Skip site navigation (1)Skip section navigation (2)
Date:      Sun, 26 May 2013 22:20:58 +0200
From:      Jilles Tjoelker <jilles@stack.nl>
To:        Roger Pau =?iso-8859-1?Q?Monn=E9?= <roger.pau@citrix.com>
Cc:        Konstantin Belousov <kostikbel@gmail.com>, freebsd-current@freebsd.org, "current@freebsd.org" <current@freebsd.org>
Subject:   Re: FreeBSD-HEAD gets stuck on vnode operations
Message-ID:  <20130526202058.GA40375@stack.nl>
In-Reply-To: <51A26245.9060707@citrix.com>
References:  <5190CBEC.5000704@citrix.com> <20130514163149.GS3047@kib.kiev.ua> <51927143.4080102@citrix.com> <201305201434.55406.jhb@freebsd.org> <51A0FA43.2040503@citrix.com> <51A26245.9060707@citrix.com>

next in thread | previous in thread | raw e-mail | index | archive | help
On Sun, May 26, 2013 at 09:28:05PM +0200, Roger Pau Monné wrote:
> On 25/05/13 19:52, Roger Pau Monné wrote:
> > On 20/05/13 20:34, John Baldwin wrote:
> >> On Tuesday, May 14, 2013 1:15:47 pm Roger Pau Monné wrote:
> >>> On 14/05/13 18:31, Konstantin Belousov wrote:
> >>>> On Tue, May 14, 2013 at 06:08:45PM +0200, Roger Pau Monn? wrote:
> >>>>> On 13/05/13 17:00, Konstantin Belousov wrote:
> >>>>>> On Mon, May 13, 2013 at 04:33:04PM +0200, Roger Pau Monn? wrote:
> >>>>>>> On 13/05/13 13:18, Roger Pau Monn? wrote:

> >>>>> Thanks for taking a look,

> >>>>>>> I would like to explain this a little bit more, the syncer process
> >>>>>>> doesn't get blocked on the _mtx_trylock_flags_ call, it just continues
> >>>>>>> looping forever in what seems to be an endless loop around
> >>>>>>> mnt_vnode_next_active/ffs_sync. Also while in this state there is no
> >>>>>>> noticeable disk activity, so I'm unsure of what is happening.
> >>>>>> How many CPUs does your VM have ?

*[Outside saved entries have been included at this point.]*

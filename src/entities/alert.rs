use async_trait::async_trait;
use chrono::{DateTime, Utc};
use rust_decimal::Decimal;
use sea_orm::entity::prelude::*;
use sea_orm::{ActiveValue, Set};
use serde::{Deserialize, Serialize};
use utoipa::ToSchema;

#[derive(
    Debug, Clone, Copy, PartialEq, Eq, Hash, EnumIter, DeriveActiveEnum, Serialize, Deserialize, ToSchema,
)]
#[sea_orm(rs_type = "String", db_type = "Text")]
#[serde(rename_all = "snake_case")]
pub enum AlertType {
    /// A movement took the item from above its threshold to at or below it
    #[sea_orm(string_value = "low_stock")]
    LowStock,
}

/// Alert history row, written in the same transaction as the movement that
/// raised it.
#[derive(Clone, Debug, PartialEq, Eq, DeriveEntityModel, Serialize, Deserialize, ToSchema)]
#[sea_orm(table_name = "alert_log")]
#[schema(as = Alert)]
pub struct Model {
    #[sea_orm(primary_key, auto_increment = false)]
    pub id: Uuid,
    pub item_id: Uuid,
    pub movement_id: Uuid,
    pub alert_type: AlertType,
    /// Balance right after the triggering movement
    pub current_qty: Decimal,
    pub min_threshold: Decimal,
    pub created_at: DateTime<Utc>,
}

impl Model {
    pub fn canonical(mut self) -> Self {
        self.current_qty = super::quantity::canonical(self.current_qty);
        self.min_threshold = super::quantity::canonical(self.min_threshold);
        self
    }
}

#[derive(Copy, Clone, Debug, EnumIter, DeriveRelation)]
pub enum Relation {
    #[sea_orm(
        belongs_to = "super::item::Entity",
        from = "Column::ItemId",
        to = "super::item::Column::Id",
        on_delete = "Restrict"
    )]
    Item,
    #[sea_orm(
        belongs_to = "super::movement::Entity",
        from = "Column::MovementId",
        to = "super::movement::Column::Id",
        on_delete = "Restrict"
    )]
    Movement,
}

impl Related<super::item::Entity> for Entity {
    fn to() -> RelationDef {
        Relation::Item.def()
    }
}

impl Related<super::movement::Entity> for Entity {
    fn to() -> RelationDef {
        Relation::Movement.def()
    }
}

#[async_trait]
impl ActiveModelBehavior for ActiveModel {
    async fn before_save<C>(self, _db: &C, _insert: bool) -> Result<Self, DbErr>
    where
        C: ConnectionTrait,
    {
        let mut active_model = self;
        if let ActiveValue::NotSet = active_model.created_at {
            active_model.created_at = Set(Utc::now());
        }
        Ok(active_model)
    }
}
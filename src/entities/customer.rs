use async_trait::async_trait;
use chrono::{DateTime, Utc};
use sea_orm::entity::prelude::*;
use sea_orm::{ActiveValue, Set};
use serde::{Deserialize, Serialize};
use utoipa::ToSchema;

#[derive(
    Debug, Clone, Copy, PartialEq, Eq, Hash, EnumIter, DeriveActiveEnum, Serialize, Deserialize, ToSchema,
)]
#[sea_orm(rs_type = "String", db_type = "Text")]
#[serde(rename_all = "lowercase")]
pub enum CustomerStatus {
    #[sea_orm(string_value = "active")]
    Active,
    #[sea_orm(string_value = "inactive")]
    Inactive,
}

impl Default for CustomerStatus {
    fn default() -> Self {
        CustomerStatus::Active
    }
}

#[derive(Clone, Debug, PartialEq, Eq, DeriveEntityModel, Serialize, Deserialize, ToSchema)]
#[sea_orm(table_name = "customers")]
#[schema(as = Customer)]
pub struct Model {
    #[sea_orm(primary_key, auto_increment = false)]
    pub id: Uuid,
    pub name: String,
    pub email: Option<String>,
    pub phone: Option<String>,
    pub address: Option<String>,
    pub status: CustomerStatus,
    pub created_at: DateTime<Utc>,
    pub updated_at: DateTime<Utc>,
}

impl Model {
    pub fn is_active(&self) -> bool {
        self.status == CustomerStatus::Active
    }
}

#[derive(Copy, Clone, Debug, EnumIter, DeriveRelation)]
pub enum Relation {
    #[sea_orm(has_many = "super::movement::Entity")]
    Movements,
}

impl Related<super::movement::Entity> for Entity {
    fn to() -> RelationDef {
        Relation::Movements.def()
    }
}

#[async_trait]
impl ActiveModelBehavior for ActiveModel {
    async fn before_save<C>(self, _db: &C, insert: bool) -> Result<Self, DbErr>
    where
        C: ConnectionTrait,
    {
        let mut active_model = self;
        let now = Utc::now();
        if insert {
            if let ActiveValue::NotSet = active_model.created_at {
                active_model.created_at = Set(now);
            }
            if let ActiveValue::NotSet = active_model.updated_at {
                active_model.updated_at = Set(now);
            }
        } else {
            active_model.updated_at = Set(now);
        }
        Ok(active_model)
    }
}
pub mod customers;
pub mod items;
pub mod ledger;

pub use customers::CustomerService;
pub use items::ItemService;
pub use ledger::LedgerEngine;
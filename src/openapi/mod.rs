use crate::AppState;
use axum::{response::Json, routing::get, Router};
use utoipa::OpenApi;

#[derive(OpenApi)]
#[openapi(
    info(
        title = "Stock Ledger API",
        version = "0.1.0",
        description = r#"
# Stock Ledger API

Tracks inventory items and every change to their quantities.

- **Movements** are immutable `in`, `out` and `adjust` records. Each item's
  current quantity is a cached sum of its movements.
- **Negative stock** is refused unless an admin sets `allow_negative`.
- **Customers** can be attached to `out` movements as delivery recipients.

## Identity

Requests carry the acting user in two headers set by the upstream proxy:

```
x-actor-id: <uuid>
x-actor-role: admin | staff | viewer
```

## Errors

Failures use a single body shape:

```json
{
  "error": "Conflict",
  "message": "Conflict: item ... is being modified concurrently; retry the request",
  "request_id": "req-abc123",
  "timestamp": "2024-01-01T00:00:00Z"
}
```

`409 Conflict` responses never leave partial effects and are safe to retry.
"#,
        license(name = "MIT", url = "https://opensource.org/licenses/MIT")
    ),
    servers(
        (url = "http://localhost:8080/api/v1", description = "Local development")
    ),
    tags(
        (name = "items", description = "Item directory"),
        (name = "ledger", description = "Movements, balances and audit trail"),
        (name = "customers", description = "Customer directory"),
        (name = "health", description = "Health check")
    ),
    paths(
        crate::handlers::items::create_item,
        crate::handlers::items::list_items,
        crate::handlers::items::list_categories,
        crate::handlers::items::low_stock_items,
        crate::handlers::items::get_item,
        crate::handlers::items::update_item,

        crate::handlers::movements::record_movement,
        crate::handlers::movements::movement_history,
        crate::handlers::movements::current_balance,
        crate::handlers::movements::verify_balance,
        crate::handlers::movements::repair_balance,
        crate::handlers::movements::recent_movements,
        crate::handlers::movements::item_alerts,

        crate::handlers::customers::create_customer,
        crate::handlers::customers::list_customers,
        crate::handlers::customers::get_customer,
        crate::handlers::customers::update_customer,
        crate::handlers::customers::delete_customer,
        crate::handlers::customers::customer_deliveries,

        crate::handlers::health::health_check,
    ),
    components(
        schemas(
            crate::errors::ErrorResponse,
            crate::ResponseMeta,
            crate::entities::ItemStatus,
            crate::entities::MovementKind,
            crate::entities::CustomerStatus,
            crate::entities::AlertType,
            crate::entities::item::Model,
            crate::entities::movement::Model,
            crate::entities::customer::Model,
            crate::entities::alert::Model,
            crate::services::items::CreateItemRequest,
            crate::services::items::UpdateItemRequest,
            crate::services::customers::CreateCustomerRequest,
            crate::services::customers::UpdateCustomerRequest,
            crate::services::ledger::MovementOutcome,
            crate::services::ledger::Balance,
            crate::services::ledger::BalanceCheck,
            crate::handlers::movements::RecordMovementRequest,
            crate::handlers::health::HealthStatus,
        )
    )
)]
pub struct ApiDocV1;

/// Serves the generated document at `/api-docs/openapi.json`.
pub fn openapi_router() -> Router<AppState> {
    Router::new().route(
        "/api-docs/openapi.json",
        get(|| async { Json(ApiDocV1::openapi()) }),
    )
}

> >>>>> 7 vCPUs, but I've also seen this issue with 4 and 16 vCPUs.

> >>>>>> The loop you describing means that other thread owns the vnode
> >>>>>> interlock. Can you track what this thread does ? E.g. look at the
> >>>>>> vp->v_interlock.mtx_lock, which is basically a pointer to the struct
> >>>>>> thread owning the mutex, clear low bits as needed. Then you can
> >>>>>> inspect the thread and get a backtrace.

> >>>>> There are no other threads running, only syncer is running on CPU 1 (see
> >>>>> ps in previous email). All other CPUs are idle, and as seen from the ps
> >>>>> quite a lot of threads are blocked in vnode related operations, either
> >>>>> "*Name Cac", "*vnode_fr" or "*vnode in". I've also attached the output
> >>>>> of alllocks in the previous email.
> >>>> This is not useful.  You need to look at the mutex which fails the
> >>>> trylock operation in the mnt_vnode_next_active(), see who owns it,
> >>>> and then 'unwind' the locking dependencies from there.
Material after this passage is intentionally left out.